# Solved: Windows Taskbar is taking forever to load



## skyhigh007 (Jun 17, 2004)

I don't know why but my computers windows taskbar is taking forever to load after boot up. Any particular reasons might cause this problem?


----------



## Morny (Oct 12, 2005)

Hi skyhigh007

If you have many programs in your start menu then your computer will take longer to fully load. Has it always been this slow or have you maybe recently installed a new program?

You can check what sort of prgrams you have when your PC starts by going to Start button, Programs and then the StartUp link.

Not sure which system you are using but another way to disable any unwanted programs starting when your computer does, go to Start and Run....
Key in msconfig and then OK it
Got the the StartUp Tab and see which programs you have running on Startup

This link will explain further

http://www.online-tech-tips.com/cool-websites/msconfig-windows-xp-vista/


----------



## skyhigh007 (Jun 17, 2004)

It won't let me to click anything on the task bar until its loaded and it takes 5 min for the icons to show up on the taskbar.

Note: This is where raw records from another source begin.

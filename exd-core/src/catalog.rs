use crate::periodicity::Periodicity;
use csv::ReaderBuilder;
use log::error;
use serde::{Deserialize, Serialize};
use std::sync::OnceLock;

/// Embedded CSV listing every dataset the dashboard offers.
pub static CSV_OBJECT: &str = include_str!("../../fixtures/catalog.csv");

/// Directory, relative to the site root, holding the processed JSON files.
pub const DATA_DIR: &str = "data/processed";

/// Metadata for one statistical indicator.
///
/// `id` is the INE table identifier and also names the data file
/// (`data/processed/<id>.json`).
#[derive(Debug, PartialEq, Clone, Serialize, Deserialize)]
pub struct DatasetDescriptor {
    pub id: String,
    pub category: String,
    /// Display name of the metric
    pub metric: String,
    /// Periodicity as written in the catalog, e.g. "Mensual"
    pub periodicity: String,
    pub geo: String,
}

/// Datasets sharing a category, in catalog order.
#[derive(Debug, PartialEq, Clone)]
pub struct CategoryGroup {
    pub category: String,
    pub datasets: Vec<DatasetDescriptor>,
}

impl DatasetDescriptor {
    /// Parse a CSV string of catalog rows.
    ///
    /// Expected CSV columns: id, category, metric, periodicity, geo
    pub fn parse_catalog_csv(csv_object: &str) -> anyhow::Result<Vec<DatasetDescriptor>> {
        let mut rdr = ReaderBuilder::new()
            .delimiter(b',')
            .has_headers(true)
            .trim(csv::Trim::All)
            .from_reader(csv_object.as_bytes());
        let mut datasets = Vec::new();
        for row in rdr.deserialize() {
            let dataset: DatasetDescriptor = row?;
            datasets.push(dataset);
        }
        Ok(datasets)
    }

    pub fn periodicity(&self) -> Periodicity {
        Periodicity::from(self.periodicity.as_str())
    }

    /// Title handed to the chart: "<metric> (<geo>)".
    pub fn display_title(&self) -> String {
        if self.geo.is_empty() {
            self.metric.clone()
        } else {
            format!("{} ({})", self.metric, self.geo)
        }
    }

    /// Relative path of this dataset's processed JSON file.
    pub fn data_path(&self) -> String {
        dataset_path(&self.id)
    }
}

/// Relative path of the processed JSON file for `id`.
pub fn dataset_path(id: &str) -> String {
    format!("{}/{}.json", DATA_DIR, id)
}

/// The embedded catalog, parsed once, in fixture order.
pub fn catalog() -> &'static [DatasetDescriptor] {
    static CATALOG: OnceLock<Vec<DatasetDescriptor>> = OnceLock::new();
    CATALOG.get_or_init(|| {
        DatasetDescriptor::parse_catalog_csv(CSV_OBJECT).unwrap_or_else(|e| {
            error!("Failed to parse embedded catalog: {}", e);
            Vec::new()
        })
    })
}

/// Look up a dataset by id. The first entry wins if ids repeat.
pub fn find(id: &str) -> Option<&'static DatasetDescriptor> {
    catalog().iter().find(|d| d.id == id)
}

/// Group datasets by category, ordering groups by first occurrence.
pub fn group_by_category(datasets: &[DatasetDescriptor]) -> Vec<CategoryGroup> {
    let mut groups: Vec<CategoryGroup> = Vec::new();
    for dataset in datasets {
        match groups.iter_mut().find(|g| g.category == dataset.category) {
            Some(group) => group.datasets.push(dataset.clone()),
            None => groups.push(CategoryGroup {
                category: dataset.category.clone(),
                datasets: vec![dataset.clone()],
            }),
        }
    }
    groups
}

/// The dataset a freshly populated selector starts on: the first option of
/// the first group, which is also the first catalog entry.
pub fn initial_selection(groups: &[CategoryGroup]) -> Option<&str> {
    groups
        .iter()
        .find_map(|g| g.datasets.first())
        .map(|d| d.id.as_str())
}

I got this error " explorer.exe-Application error" The instruction at "0x00dd2d68" referenced memory at " 0x02c60030". The memory could not be written, click on ok to terminate the program, click on cancel to debug the program. 

After few minutes, my desktop just shows the wall paper and everything disappears on the screen.

I'm running the latest Windows xp, Pentium 4, 2GB memory, Dell Dimension 4700. 

What should I do?


----------



## Morny (Oct 12, 2005)

You never can click on anything while the computer is loading and you shouldn't try, either! You can see by the light icon on your PC how hard the drive is working by the flickering and your mouse being an egg timer, as opposed to the normal arrow pointer (or whatever you have it set to look like).

I will check further for you


----------



## Morny (Oct 12, 2005)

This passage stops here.